Prosecutor Fagre Mohamed said though the state was ready to proceed, it understood and did not oppose the postponement.
He said there was no prejudice because Shoba was behind bars, their “star witness”, Muzi Malephane, was in prison and their cellphone expert witnesses were ready at any time.
Malephane turned state witness after being arrested and is serving a 20-year sentence.
Malephane confessed to his part in Pule’s murder, saying Shoba wanted her dead because he feared his “wife” would find out about her pregnancy.
Acting judge William Karam granted the postponement, saying it was important that even though the case had garnered a lot of public interest, it was not a “red matter” – those that have been on the court roll for some time.
With this being the first time Shoba’s matter was on the roll for trial, Karam granted the postponement and asked Pule’s family to be patient.
In a blazer, shirt and jeans, a shackled Shoba walked out of the courtroom, tucking his notebook and water bottle under his arm as he gave a thumbs up to his lawyer and signalled that they would speak later.
When the case resumes next year, it will sit for three weeks.
Meanwhile, Pule’s family said they were disappointed, but accepting of Monday’s events.
“Because of the gruesome nature of the case, we feel like we need closure.

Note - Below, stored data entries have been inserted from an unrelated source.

// src/speed/estimator.rs
//
// Pixel trajectory + calibration → km/h.
//
// The variant is picked once per run from the calibration model; the
// per-frame path only calls `estimate`. `None` means "no estimate"
// (too few points, uncalibrated, degenerate timing or geometry) and must
// never be read as a stationary vehicle.
//
// Elapsed time is `points.len() / fps` for every variant, i.e. one frame
// interval longer than the span actually covered by the points. Speeds are
// biased low by that factor; downstream limits were tuned against it, so it
// stays.

use super::homography::Homography;
use crate::calibration::{rescale, CalibrationModel, Zone, FALLBACK_PIXELS_PER_METER};
use crate::types::Point;
use tracing::{debug, info, warn};

const MS_TO_KMH: f64 = 3.6;

/// Seconds covered by `samples` frames; `None` for unusable fps.
fn elapsed_secs(samples: usize, fps: f64) -> Option<f64> {
    if !fps.is_finite() || fps <= 0.0 {
        return None;
    }
    let seconds = samples as f64 / fps;
    if seconds > 0.0 {
        Some(seconds)
    } else {
        None
    }
}

fn to_kmh(distance_m: f64, seconds: f64) -> Option<f64> {
    let speed = distance_m / seconds * MS_TO_KMH;
    speed.is_finite().then_some(speed)
}

// ============================================================================
// ZONES
// ============================================================================

#[derive(Debug, Clone)]
pub struct ZoneEstimator {
    zones: Vec<Zone>,
}

impl ZoneEstimator {
    /// `zones` must already be sorted by `y_min` (as `CalibrationModel::zone_based` guarantees).
    pub fn new(zones: Vec<Zone>) -> Self {
        Self { zones }
    }

    pub fn is_calibrated(&self) -> bool {
        !self.zones.is_empty()
    }

    /// Pixels per meter at image row `y`.
    ///
    /// Inside a zone: that zone's scale (first in `y_min` order wins when
    /// zones overlap). Outside the covered range: the nearest end zone.
    /// In a gap between two zones: linear blend across the gap.
    pub fn scale_at(&self, y: f64) -> f64 {
        let (first, last) = match (self.zones.first(), self.zones.last()) {
            (Some(first), Some(last)) => (first, last),
            _ => {
                warn!("No zones configured, using default scale");
                return FALLBACK_PIXELS_PER_METER;
            }
        };

        if let Some(zone) = self.zones.iter().find(|z| z.contains(y)) {
            return zone.pixels_per_meter;
        }

        if y < first.y_min {
            return first.pixels_per_meter;
        }
        if y > last.y_max {
            return last.pixels_per_meter;
        }

        for pair in self.zones.windows(2) {
            let (upper, lower) = (&pair[0], &pair[1]);
            if upper.y_max <= y && y <= lower.y_min {
                let gap = lower.y_min - upper.y_max;
                let ratio = if gap > 0.0 { (y - upper.y_max) / gap } else { 0.0 };
                return upper.pixels_per_meter * (1.0 - ratio) + lower.pixels_per_meter * ratio;
            }
        }

        // Only reachable with overlapping zones
        first.pixels_per_meter
    }

    /// Sum of per-segment distances, each converted at its midpoint row.
    pub fn estimate(&self, points: &[Point], fps: f64) -> Option<f64> {
        if points.len() < 2 {
            return None;
        }
        if !self.is_calibrated() {
            warn!("Speed estimation attempted without calibration");
            return None;
        }

        let total_distance: f64 = points
            .windows(2)
            .map(|seg| {
                let mid_y = (seg[0].y + seg[1].y) / 2.0;
                seg[0].distance_to(&seg[1]) / self.scale_at(mid_y)
            })
            .sum();

        let seconds = elapsed_secs(points.len(), fps)?;
        let speed = to_kmh(total_distance, seconds)?;
        debug!(
            "Speed calculated: {:.2} km/h (distance: {:.2}m, time: {:.2}s)",
            speed, total_distance, seconds
        );
        Some(speed)
    }

    /// Straight-line estimate between two points `num_frames` apart.
    pub fn estimate_between(&self, start: Point, end: Point, num_frames: u32, fps: f64) -> Option<f64> {
        if !self.is_calibrated() {
            return None;
        }
        let scale = self.scale_at((start.y + end.y) / 2.0);
        let distance_m = start.distance_to(&end) / scale;
        let seconds = elapsed_secs(num_frames as usize, fps)?;
        to_kmh(distance_m, seconds)
    }
}

// ============================================================================
// FOUR-POINT HOMOGRAPHY
// ============================================================================

/// Measures travel along the projected rectangle's height axis only.
#[derive(Debug, Clone)]
pub struct FourPointEstimator {
    homography: Homography,
    meters_per_pixel: f64,
}

impl FourPointEstimator {
    pub fn new(quad: &[Point; 4], reference_distance_m: f64, target_width: u32, target_height: u32) -> Option<Self> {
        if target_height == 0 || !reference_distance_m.is_finite() || reference_distance_m <= 0.0 {
            return None;
        }
        let homography = Homography::onto_rectangle(quad, target_width, target_height)?;
        let meters_per_pixel = reference_distance_m / target_height as f64;
        info!(
            "Four-point estimator initialized: reference_distance={:.2}, target_width={}, target_height={}",
            reference_distance_m, target_width, target_height
        );
        Some(Self {
            homography,
            meters_per_pixel,
        })
    }

    pub fn meters_per_pixel(&self) -> f64 {
        self.meters_per_pixel
    }

    /// Net height-axis displacement between first and last projected point.
    /// Lateral motion and intermediate wobble are ignored.
    pub fn estimate(&self, points: &[Point], fps: f64) -> Option<f64> {
        if points.len() < 2 {
            return None;
        }
        let seconds = elapsed_secs(points.len(), fps)?;

        let mut projected = Vec::with_capacity(points.len());
        for p in points {
            match self.homography.project(p) {
                Some(q) => projected.push(q),
                None => {
                    debug!("Point ({:.1}, {:.1}) projects to infinity", p.x, p.y);
                    return None;
                }
            }
        }

        let start_y = projected.first()?.y;
        let end_y = projected.last()?.y;
        let distance_m = (end_y - start_y).abs() * self.meters_per_pixel;
        to_kmh(distance_m, seconds)
    }
}

// ============================================================================
// FLAT FALLBACK
// ============================================================================

#[derive(Debug, Clone)]
pub struct FlatEstimator {
    pixels_per_meter: f64,
}

impl FlatEstimator {
    pub fn new(pixels_per_meter: f64) -> Self {
        info!("Fallback estimator initialized: {:.2} px/m", pixels_per_meter);
        Self { pixels_per_meter }
    }

    pub fn estimate(&self, points: &[Point], fps: f64) -> Option<f64> {
        let (start, end) = match points {
            [start, .., end] => (start, end),
            _ => return None,
        };
        if !self.pixels_per_meter.is_finite() || self.pixels_per_meter <= 0.0 {
            return None;
        }
        let distance_m = start.distance_to(end) / self.pixels_per_meter;
        let seconds = elapsed_secs(points.len(), fps)?;
        to_kmh(distance_m, seconds)
    }
}

// ============================================================================
// DISPATCH
// ============================================================================

#[derive(Debug, Clone)]
pub enum SpeedEstimator {
    Uncalibrated,
    Zoned(ZoneEstimator),
    FourPoint(FourPointEstimator),
    Flat(FlatEstimator),
}

impl SpeedEstimator {
    /// Estimator for exactly this model; `Uncalibrated` never estimates.
    pub fn new(model: &CalibrationModel) -> Self {
        match model {
            CalibrationModel::Uncalibrated => Self::Uncalibrated,
            CalibrationModel::ZoneBased { zones } => {
                info!("Using zone-based speed estimation ({} zones)", zones.len());
                Self::Zoned(ZoneEstimator::new(zones.clone()))
            }
            CalibrationModel::FourPoint {
                quad,
                reference_distance_m,
                target_width,
                target_height,
            } => {
                match FourPointEstimator::new(quad, *reference_distance_m, *target_width, *target_height) {
                    Some(estimator) => {
                        info!("Using 4-point homography-based speed estimation");
                        Self::FourPoint(estimator)
                    }
                    None => {
                        warn!("Four-point calibration could not build a perspective transform");
                        Self::Uncalibrated
                    }
                }
            }
            CalibrationModel::FlatFallback { pixels_per_meter } => {
                Self::Flat(FlatEstimator::new(*pixels_per_meter))
            }
        }
    }

    /// Estimator for a run on a frame resized by `scale_factor`, falling back
    /// to a flat scale when the video is uncalibrated.
    pub fn for_run(model: &CalibrationModel, scale_factor: f64) -> Self {
        Self::new(&run_calibration(model, scale_factor))
    }

    pub fn estimate(&self, points: &[Point], fps: f64) -> Option<f64> {
        match self {
            Self::Uncalibrated => None,
            Self::Zoned(e) => e.estimate(points, fps),
            Self::FourPoint(e) => e.estimate(points, fps),
            Self::Flat(e) => e.estimate(points, fps),
        }
    }

    pub fn name(&self) -> &'static str {
        match self {
            Self::Uncalibrated => "uncalibrated",
            Self::Zoned(_) => "zones",
            Self::FourPoint(_) => "four_point",
            Self::Flat(_) => "flat",
        }
    }
}

/// The calibration actually applied to a run: the model rescaled to the
/// working frame, or a flat fallback when nothing usable was calibrated.
pub fn run_calibration(model: &CalibrationModel, scale_factor: f64) -> CalibrationModel {
    if model.is_calibrated() {
        return rescale(model, scale_factor);
    }
    warn!("No calibration data - using fallback estimator");
    let fallback = CalibrationModel::FlatFallback {
        pixels_per_meter: FALLBACK_PIXELS_PER_METER,
    };
    rescale(&fallback, scale_factor)
}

But at times, closure doesn’t come as quickly as you would like it to come. As a family, we have to live with it,” said Tumisang Katake, a family representative.
However, Katake, himself a lawyer, expressed confidence in the state, saying the fact that it had been able to block Shoba’s bail bids must mean it knows what it’s doing.
While he sympathised with Shoba’s defence team and their consultation woes, he said this didn’t automatically discount the possibility that this was a delaying tactic as the issue could have been addressed previously.
There were some hurdles earlier on Monday.
By lunchtime, Makhubela had not arrived in court, much to the ire of the judge, and before proceedings started, scores of demonstrators descended on the court precinct, some in ANC and EFF regalia, with “Say no to GBV” printed on some T-shirts and placards.